Jester is an interesting attack in that may be either a junker or a gainer, and this is fairly luck based. Prior to posting this, I reread the 2011 thread about Jester (somewhat comical now in how overpowered it was originally thought to be...except for WW who is of course a genius
Having played a bunch of games with Jester recently, I'm forming a strong opinion that the junking element is far weaker than the gaining. As an example, in this game
http://www.gokosalvager.com/static/logprettifier.html?20150707/log.50991563e4b024b832068abb.1436272606957.txt I get hit hard with curses from his early Jester and it's still not enough. Possible reasons why this may be true:
1. Hitting a bad card off the opponent's deck cycles it, which is good for them right now.
2. By the next shuffle, there is often a way to improve cycling or trashing, mitigating the effect of the junk.
3. The junking is slow (1 card per play of Jester) and takes up valuable 5-cost space as a terminal silver.

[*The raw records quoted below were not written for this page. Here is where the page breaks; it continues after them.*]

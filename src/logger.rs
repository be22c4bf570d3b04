//! tracing 初始化

use tracing_subscriber::EnvFilter;

/// 初始化日志，默认 info 级别，可用 `RUST_LOG` 覆盖
pub fn init() {
    init_with_level("info");
}

/// `verbose` 为 true 时默认打开 debug 级别
pub fn init_verbose(verbose: bool) {
    init_with_level(if verbose { "billed=debug,info" } else { "info" });
}

fn init_with_level(default_level: &str) {
    let filter =
        EnvFilter::try_from_default_env().unwrap_or_else(|_| EnvFilter::new(default_level));

    // 测试中可能被多次调用，重复初始化时忽略错误
    let _ = tracing_subscriber::fmt()
        .with_env_filter(filter)
        .with_target(false)
        .try_init();
}
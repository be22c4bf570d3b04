pub mod bill;
pub mod draft;
pub mod loaders;
pub mod new_bill_form;
pub mod receipt;
pub mod user;

pub use bill::{Bill, BillStatus, CreatedBill, DEFAULT_PCT};
pub use draft::DraftBill;
pub use loaders::{load_all_drafts, load_toml_to_draft};
pub use new_bill_form::{NewBillForm, EXPENSE_TYPES};
pub use receipt::Receipt;
pub use user::{User, UserType};
//! 展示层
//!
//! 纯函数：排序、日期 / 状态格式化、错误页映射。不发起任何请求。

pub mod bills_view;
pub mod error_page;
pub mod view;

pub use bills_view::{
    format_date, format_status, is_iso_date, sort_anti_chrono, status_icon, BillRow, BillsView,
    StatusIcon,
};
pub use error_page::ErrorPage;
pub use view::View;
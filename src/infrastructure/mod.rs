pub mod session_store;

pub use session_store::{MemorySessionStore, Session, SessionStore, TOKEN_KEY, USER_KEY};
//! 操作员信号
//!
//! - 就绪确认：人工把浏览器导航到文件列表后确认
//! - 批次间决策：继续 / 暂停 / 退出
//! - 异步中断：Ctrl-C，在文件之间和批次之间生效

use crate::models::{Batch, BatchPlan};
use anyhow::{bail, Result};
use async_trait::async_trait;
use std::io::{BufRead, Write};
use std::sync::Arc;
use tokio::sync::{mpsc, watch, Mutex};
use tokio::task::JoinHandle;
use tracing::{info, warn};

/// 批次之间的决策
#[derive(Debug, Clone, Copy, PartialEq, Eq)]
pub enum BatchDecision {
    Continue,
    Pause,
    Abort,
}

/// 操作员接口
#[async_trait]
pub trait Operator: Send + Sync {
    /// 等待操作员确认浏览器已经位于文件列表页面
    async fn confirm_ready(&self, plan: &BatchPlan) -> Result<()>;

    /// 询问是否继续执行下一批
    async fn between_batches(&self, next: &Batch, total_batches: usize) -> Result<BatchDecision>;
}

/// 解析批次间的输入，无法识别时返回 None
pub fn parse_decision(input: &str) -> Option<BatchDecision> {
    match input.trim().to_lowercase().as_str() {
        "" | "s" | "si" | "y" | "yes" | "c" => Some(BatchDecision::Continue),
        "n" | "no" | "p" => Some(BatchDecision::Pause),
        "q" | "quit" => Some(BatchDecision::Abort),
        _ => None,
    }
}

/// 控制台操作员（读取标准输入）
///
/// 标准输入由独立的系统线程读取，逐行送入通道；
/// 阻塞中的读取不会占用运行时，进程退出时也不需要等待它
pub struct ConsoleOperator {
    lines: Mutex<mpsc::UnboundedReceiver<String>>,
}

impl ConsoleOperator {
    pub fn new() -> Self {
        let (tx, rx) = mpsc::unbounded_channel();
        std::thread::spawn(move || {
            for line in std::io::stdin().lock().lines() {
                match line {
                    Ok(line) => {
                        if tx.send(line).is_err() {
                            break;
                        }
                    }
                    Err(e) => {
                        warn!("读取标准输入失败: {}", e);
                        break;
                    }
                }
            }
        });
        Self::with_receiver(rx)
    }

    /// 从给定通道读取输入行，发送端全部关闭视为输入结束
    pub fn with_receiver(lines: mpsc::UnboundedReceiver<String>) -> Self {
        Self {
            lines: Mutex::new(lines),
        }
    }

    async fn prompt(&self, message: &str) -> Result<String> {
        print!("{}", message);
        std::io::stdout().flush()?;
        match self.lines.lock().await.recv().await {
            Some(line) => Ok(line),
            None => bail!("标准输入已关闭"),
        }
    }
}

impl Default for ConsoleOperator {
    fn default() -> Self {
        Self::new()
    }
}

#[async_trait]
impl Operator for ConsoleOperator {
    async fn confirm_ready(&self, plan: &BatchPlan) -> Result<()> {
        info!("{}", "=".repeat(60));
        info!(
            "🌐 共 {} 批待执行，剩余 {} 个文件",
            plan.batches.len(),
            plan.remaining_targets()
        );
        info!("1. 在打开的浏览器中手动登录并进入存放文件的列表页面");
        info!("2. 准备好后在此处按回车开始");
        info!("3. 进度会自动保存，随时可以按 Ctrl+C 中断");
        info!("{}", "=".repeat(60));

        self.prompt("⏳ 页面准备好后按回车继续...").await?;
        info!("🚀 开始自动下载");
        Ok(())
    }

    async fn between_batches(&self, next: &Batch, total_batches: usize) -> Result<BatchDecision> {
        loop {
            let input = self
                .prompt(&format!(
                    "\n继续执行第 {}/{} 批（{} 个文件）？(s/n/q 退出): ",
                    next.number(),
                    total_batches,
                    next.len()
                ))
                .await?;
            match parse_decision(&input) {
                Some(decision) => return Ok(decision),
                None => warn!("无法识别的输入: {:?}", input),
            }
        }
    }
}

/// 非交互操作员：直接就绪，总是继续
pub struct AutoOperator;

#[async_trait]
impl Operator for AutoOperator {
    async fn confirm_ready(&self, plan: &BatchPlan) -> Result<()> {
        info!(
            "🤖 非交互模式：直接开始（{} 批，{} 个文件）",
            plan.batches.len(),
            plan.remaining_targets()
        );
        Ok(())
    }

    async fn between_batches(&self, _next: &Batch, _total_batches: usize) -> Result<BatchDecision> {
        Ok(BatchDecision::Continue)
    }
}

/// 中断信号
///
/// 可以随时查询，也可以在等待操作员输入时一起等待
#[derive(Clone)]
pub struct AbortSignal {
    tx: Arc<watch::Sender<bool>>,
}

impl AbortSignal {
    pub fn new() -> Self {
        let (tx, _rx) = watch::channel(false);
        Self { tx: Arc::new(tx) }
    }

    pub fn trigger(&self) {
        self.tx.send_replace(true);
    }

    pub fn is_aborted(&self) -> bool {
        *self.tx.borrow()
    }

    /// 等待中断信号
    pub async fn cancelled(&self) {
        let mut rx = self.tx.subscribe();
        let _ = rx.wait_for(|aborted| *aborted).await;
    }
}

impl Default for AbortSignal {
    fn default() -> Self {
        Self::new()
    }
}

/// 监听 Ctrl-C 并触发中断信号
pub fn spawn_ctrl_c_listener(signal: AbortSignal) -> JoinHandle<()> {
    tokio::spawn(async move {
        if tokio::signal::ctrl_c().await.is_ok() {
            warn!("\n⏹️ 收到中断信号，当前文件处理完后停止...");
            signal.trigger();
        }
    })
}
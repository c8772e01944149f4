use crate::error::BrowserError;
use anyhow::Result;
use chromiumoxide::cdp::browser_protocol::browser::{
    SetDownloadBehaviorBehavior, SetDownloadBehaviorParams,
};
use chromiumoxide::cdp::browser_protocol::page::AddScriptToEvaluateOnNewDocumentParams;
use chromiumoxide::{Browser, BrowserConfig, Page};
use futures::StreamExt;
use std::path::Path;
use tokio::time::sleep;
use tracing::{debug, error, info};

/// 隐藏自动化标记，部分控制台会据此拦截操作
const HIDE_WEBDRIVER_JS: &str =
    "Object.defineProperty(navigator, 'webdriver', {get: () => undefined})";

/// 启动有界面的浏览器，设置下载目录并打开起始页面
///
/// 使用有界面模式，因为需要人工先导航到文件列表页面
pub async fn launch_browser(start_url: &str, download_dir: &Path) -> Result<(Browser, Page)> {
    info!("🔧 正在启动浏览器...");
    debug!("起始 URL: {}, 下载目录: {}", start_url, download_dir.display());

    std::fs::create_dir_all(download_dir)?;
    let download_path = download_dir.canonicalize()?;

    let config = BrowserConfig::builder()
        .with_head()
        .args(vec![
            "--no-sandbox",
            "--disable-dev-shm-usage",
            "--disable-blink-features=AutomationControlled",
            "--disable-extensions",
            "--no-first-run",
            "--disable-background-timer-throttling",
            "--disable-renderer-backgrounding",
            "--disable-backgrounding-occluded-windows",
        ])
        .build()
        .map_err(|e| {
            error!("配置浏览器失败: {}", e);
            BrowserError::LaunchFailed(e)
        })?;

    let (browser, mut handler) = Browser::launch(config).await.map_err(|e| {
        error!("启动浏览器失败: {}", e);
        BrowserError::LaunchFailed(e.to_string())
    })?;
    debug!("浏览器启动成功");

    // 在后台处理浏览器事件
    tokio::spawn(async move {
        while let Some(h) = handler.next().await {
            if h.is_err() {
                break;
            }
        }
    });

    sleep(tokio::time::Duration::from_millis(300)).await;

    let download_behavior = SetDownloadBehaviorParams::builder()
        .behavior(SetDownloadBehaviorBehavior::Allow)
        .download_path(download_path.to_string_lossy().to_string())
        .build()
        .map_err(|reason| BrowserError::DownloadSetupFailed {
            path: download_path.clone(),
            reason,
        })?;
    browser
        .execute(download_behavior)
        .await
        .map_err(|e| BrowserError::DownloadSetupFailed {
            path: download_path.clone(),
            reason: e.to_string(),
        })?;
    info!("📁 下载目录: {}", download_path.display());

    let page = browser
        .new_page("about:blank")
        .await
        .map_err(BrowserError::PageCreationFailed)?;
    page.execute(AddScriptToEvaluateOnNewDocumentParams::new(HIDE_WEBDRIVER_JS))
        .await
        .map_err(BrowserError::PageCreationFailed)?;
    page.goto(start_url)
        .await
        .map_err(|source| BrowserError::NavigationFailed {
            url: start_url.to_string(),
            source,
        })?;

    info!("✅ 浏览器已打开: {}", start_url);
    Ok((browser, page))
}
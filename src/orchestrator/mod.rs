//! 编排层（Orchestration Layer）
//!
//! ## 职责
//!
//! 本层负责批次调度和运行状态，是整个系统的"指挥中心"。
//!
//! ## 模块划分
//!
//! ### `batch_processor` - 批量下载处理器
//! - 管理应用生命周期（初始化、运行、汇总）
//! - 加载目标列表和进度账本
//! - 管理浏览器资源（Browser、ChromeAgent）
//! - 驱动运行状态机
//!
//! ### `batch_executor` - 单批执行器
//! - 遍历一批中的文件
//! - 每个文件的结果写入进度账本，按间隔写盘
//!
//! ### `operator` - 操作员信号
//! - 就绪确认、批次间决策、Ctrl-C 中断
//!
//! ### `run_state` - 运行状态机
//!
//! ## 层次关系
//!
//! ```text
//! batch_processor (处理 Vec<Batch>)
//!     ↓
//! batch_executor (处理 Batch 中的 Vec<Target>)
//!     ↓
//! workflow::DownloadFlow (处理单个 Target)
//!     ↓
//! services (能力层：locator / ledger / planner)
//!     ↓
//! infrastructure (基础设施：UiAgent)
//! ```
//!
//! ## 设计原则
//!
//! 1. **单一会话**：只有编排层持有 Browser，所有 UI 操作串行执行
//! 2. **向下依赖**：编排层 → workflow → services → infrastructure
//! 3. **协作式中断**：中断信号只在文件之间和批次之间生效

pub mod batch_executor;
pub mod batch_processor;
pub mod operator;
pub mod run_state;

// 重新导出主要类型
pub use batch_executor::{execute_batch, BatchReport};
pub use batch_processor::{prepare_ledger, App, BatchProcessor, RunReport};
pub use operator::{
    spawn_ctrl_c_listener, AbortSignal, AutoOperator, BatchDecision, ConsoleOperator, Operator,
};
pub use run_state::{InterruptReason, RunState};
//! 下载目录扫描 - 业务能力层
//!
//! 找出下载目录中已经存在的文件，避免重复下载

use crate::models::Target;
use anyhow::{Context, Result};
use std::collections::HashSet;
use std::path::Path;
use tracing::info;

/// 浏览器未完成的下载文件后缀
const PARTIAL_SUFFIXES: &[&str] = &[".crdownload", ".part", ".tmp"];

/// 列出下载目录中已完成的文件名；目录不存在时返回空集合
///
/// 文件名按原样比较，浏览器追加的 " (1)" 之类副本不算已下载
pub fn existing_downloads(folder: &Path) -> Result<HashSet<String>> {
    let mut names = HashSet::new();
    if !folder.exists() {
        return Ok(names);
    }

    let entries = std::fs::read_dir(folder)
        .with_context(|| format!("无法读取下载目录: {}", folder.display()))?;
    for entry in entries {
        let entry = entry?;
        if !entry.file_type()?.is_file() {
            continue;
        }
        let name = entry.file_name().to_string_lossy().to_string();
        if PARTIAL_SUFFIXES.iter().any(|suffix| name.ends_with(suffix)) {
            continue;
        }
        names.insert(name);
    }

    info!("📁 下载目录中已有 {} 个文件", names.len());
    Ok(names)
}

/// 目标列表中已经下载过的目标（按目标顺序）
///
/// 目标可能带路径前缀，只比较最后一段文件名
pub fn already_downloaded<'a>(
    targets: &'a [Target],
    existing: &HashSet<String>,
) -> Vec<&'a Target> {
    targets
        .iter()
        .filter(|t| {
            let base = t.as_str().rsplit(['/', '\\']).next().unwrap_or(t.as_str());
            existing.contains(base)
        })
        .collect()
}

4. Hitting a good card, on the other hand, does exactly the opposite: skips opponent's good card, potentially slowing their deck up to an entire shuffle, while making your own deck expand at a faster rate
As a result, I think Jester is better used on most boards as payload in an established engine as opposed to an opener (of course numerous counterexamples could apply) or in conjunction with deck inspection to guarantee hitting a good target. Scrying Pool seems especially juicy here, since the rate of expansion in a SP engine tends to determine the winner.
Just some food for thought. Would love some insight from better players on this!